I know my dad isn’t going to live forever, so every moment that we have together – and it usually is a once a year visit as he is on the other side of the country – I cherish. The time with him made the trip worth the effort coming and going. That, and my pappy showed me a whole bunch of his treasured baseball memorabilia that I will one day inherit – provided I don’t get written out of the will because he meets a Playboy Centerfold who likes retired screenwriters that live in the Rust Belt. I’m probably pretty safe there. So, eventually, and I hope it is a long time away - though my dad isn’t exactly what you would call a health nut - I will have an entire apartment filled with NY Yankees stuff and will probably hold the record of the biggest Yankees collection owned by a Giants fan. There are far worse things to be known for, I suppose. It could be the Cubs.
The weekend also had some low moments that weren’t United related: namely that I’m still on life’s disabled list due to the various malfunctioning disks in my lumbar/sacral spine. Watching men in their fifties and sixties run around the bases all the while knowing that I could not do the same was a tough pill to swallow. I hope I hid my physical discomfort from my dad well, as I didn’t want to dissuade him from playing ball with me and going to the batting cage, but such activities took their toll.
I made the internal decision to try to enroll myself in every intramural league of every sport that I can once I’m healthy again. I want to be the white San Francisco amateur version of Bo Jackson if you will, one with far smaller stature, and certainly less athletic ability, but some sort of comparable facsimile on a very liberal level. I’m not sure when I’ll get to the end of this injury, but boy-howdy am I looking forward to it. I just bought a cane on the internet last night. Yep, a goddamn cane. So being thirty-two years of age and walking around with a cane, people will either think I’m a colossal dweeb, wannabe pimp or a highly-functional blind man. I suppose there’s a good amount of humor to be had there. And screw you right in your butthole for laughing at me in advance. Also, and on a thematically unrelated note, I bought two knives. One is a gift. This is the problem with getting the Cold Steel catalogue and being male.

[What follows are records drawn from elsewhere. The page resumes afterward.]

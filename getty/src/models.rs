//! Documents stored under `posts/` and `friends/`.
//!
//! Field names on the wire follow the documents the web client already writes
//! (`userPrompt`, `givenPrompt`, ...), so existing data deserializes unchanged. Collections that
//! the store may drop when empty or that older writers may have duplicated are normalized on
//! read: absent or `null` becomes empty, repeated ids collapse to their first occurrence.

use chrono::{DateTime, Utc};
use serde::{Deserialize, Deserializer, Serialize};

use crate::date_key::DateKey;

/// One user's post for one calendar day.
#[derive(Debug, Clone, PartialEq, Serialize, Deserialize)]
pub struct Post {
    pub user_id: String,
    #[serde(alias = "id")]
    pub date_key: DateKey,
    #[serde(rename = "userPrompt", default)]
    pub user_prompt: String,
    #[serde(rename = "givenPrompt", default, skip_serializing_if = "Option::is_none")]
    pub given_prompt: Option<String>,
    pub image: PostImage,
    #[serde(default, deserialize_with = "id_set")]
    pub likes: Vec<String>,
    #[serde(default, deserialize_with = "null_as_empty")]
    pub comments: Vec<Comment>,
}

impl Post {
    pub fn has_liked(&self, user_id: &str) -> bool {
        self.likes.iter().any(|id| id == user_id)
    }

    /// Inserts or removes `user_id` from the like set. Returns whether anything changed.
    pub fn set_liked(&mut self, user_id: &str, liked: bool) -> bool {
        if liked {
            insert_unique(&mut self.likes, user_id)
        } else {
            remove_all(&mut self.likes, user_id)
        }
    }
}

/// Generated image attached to a post.
#[derive(Debug, Clone, PartialEq, Serialize, Deserialize)]
pub struct PostImage {
    /// Unix timestamp reported by the image generator.
    pub created: i64,
    #[serde(flatten)]
    pub source: ImageSource,
}

#[derive(Debug, Clone, PartialEq, Serialize, Deserialize)]
#[serde(untagged)]
pub enum ImageSource {
    Url { url: String },
    B64 {
        #[serde(alias = "b64_json")]
        b64: String,
    },
}

impl ImageSource {
    pub fn payload(&self) -> &str {
        match self {
            ImageSource::Url { url } => url,
            ImageSource::B64 { b64 } => b64,
        }
    }
}

#[derive(Debug, Clone, PartialEq, Serialize, Deserialize)]
pub struct Comment {
    pub time: DateTime<Utc>,
    pub user_id: String,
    pub username: String,
    pub comment: String,
}

/// Caller-supplied fields of a post. Likes and comments always start empty.
#[derive(Debug, Clone, Default, Serialize, Deserialize)]
pub struct PostDraft {
    #[serde(rename = "userPrompt", default)]
    pub user_prompt: String,
    #[serde(rename = "givenPrompt", default)]
    pub given_prompt: Option<String>,
    #[serde(default)]
    pub image: Option<PostImage>,
}

/// Both sides of a user's follow edges. `B ∈ A.following` iff `A ∈ B.followers`.
#[derive(Debug, Clone, Default, PartialEq, Serialize, Deserialize)]
pub struct FriendRecord {
    #[serde(default)]
    pub id: String,
    #[serde(default, deserialize_with = "id_set")]
    pub followers: Vec<String>,
    #[serde(default, deserialize_with = "id_set")]
    pub following: Vec<String>,
}

impl FriendRecord {
    pub fn empty(user_id: &str) -> Self {
        Self {
            id: user_id.to_string(),
            ..Self::default()
        }
    }

    pub fn is_following(&self, user_id: &str) -> bool {
        self.following.iter().any(|id| id == user_id)
    }

    pub fn is_followed_by(&self, user_id: &str) -> bool {
        self.followers.iter().any(|id| id == user_id)
    }

    pub fn add_following(&mut self, user_id: &str) -> bool {
        insert_unique(&mut self.following, user_id)
    }

    pub fn remove_following(&mut self, user_id: &str) -> bool {
        remove_all(&mut self.following, user_id)
    }

    pub fn add_follower(&mut self, user_id: &str) -> bool {
        insert_unique(&mut self.followers, user_id)
    }

    pub fn remove_follower(&mut self, user_id: &str) -> bool {
        remove_all(&mut self.followers, user_id)
    }
}

fn insert_unique(ids: &mut Vec<String>, user_id: &str) -> bool {
    if ids.iter().any(|id| id == user_id) {
        return false;
    }
    ids.push(user_id.to_string());
    true
}

fn remove_all(ids: &mut Vec<String>, user_id: &str) -> bool {
    let before = ids.len();
    ids.retain(|id| id != user_id);
    ids.len() != before
}

fn null_as_empty<'de, D, T>(deserializer: D) -> Result<Vec<T>, D::Error>
where
    D: Deserializer<'de>,
    T: Deserialize<'de>,
{
    Ok(Option::<Vec<T>>::deserialize(deserializer)?.unwrap_or_default())
}

fn id_set<'de, D>(deserializer: D) -> Result<Vec<String>, D::Error>
where
    D: Deserializer<'de>,
{
    let raw: Vec<String> = null_as_empty(deserializer)?;
    let mut ids = Vec::with_capacity(raw.len());
    for id in raw {
        insert_unique(&mut ids, &id);
    }
    Ok(ids)
}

Soon you wind up with all sorts of random bludgeoning and stabbing tools, justifying such purchases to females who don’t see the logic with, “They are just in case the shit goes down, man.” This explanation tends to only make sense to those of us with testicles. And that is literally all the explaining needed.
With this injury, Netflix has been a godsend. I’ve caught up on comedy in a way that I haven’t been in years. I just watched Bill Hicks’ last taped performance before his untimely death of pancreatic cancer at age 32, my age not to put too fine a point on it. The sheer level of awesome that he was really struck me when I saw that. I remember Bill Hicks from being a compulsive standup comedy viewer when I was a tween, but I never fully grasped his level of brilliance before now. Nor did I so fully relate to his brand of angst until this age. And I learned something about myself through the viewing: pissed off comics are way funnier than happy ones. So, that said, I suppose this injury is a blessing in that regard. I’m really pissed off most of the time these days. And I have been doing a great job of cracking myself up with my own observations on the absurdity of modern life. I think my dad is still very pissed off too, which is why I find him to be so funny. I come from good comedy genes.
If nothing else, at least people like my father and I entertain each other. And I would be much worse off without that. I guess I’ll book another flight on United. Laptop health be damned.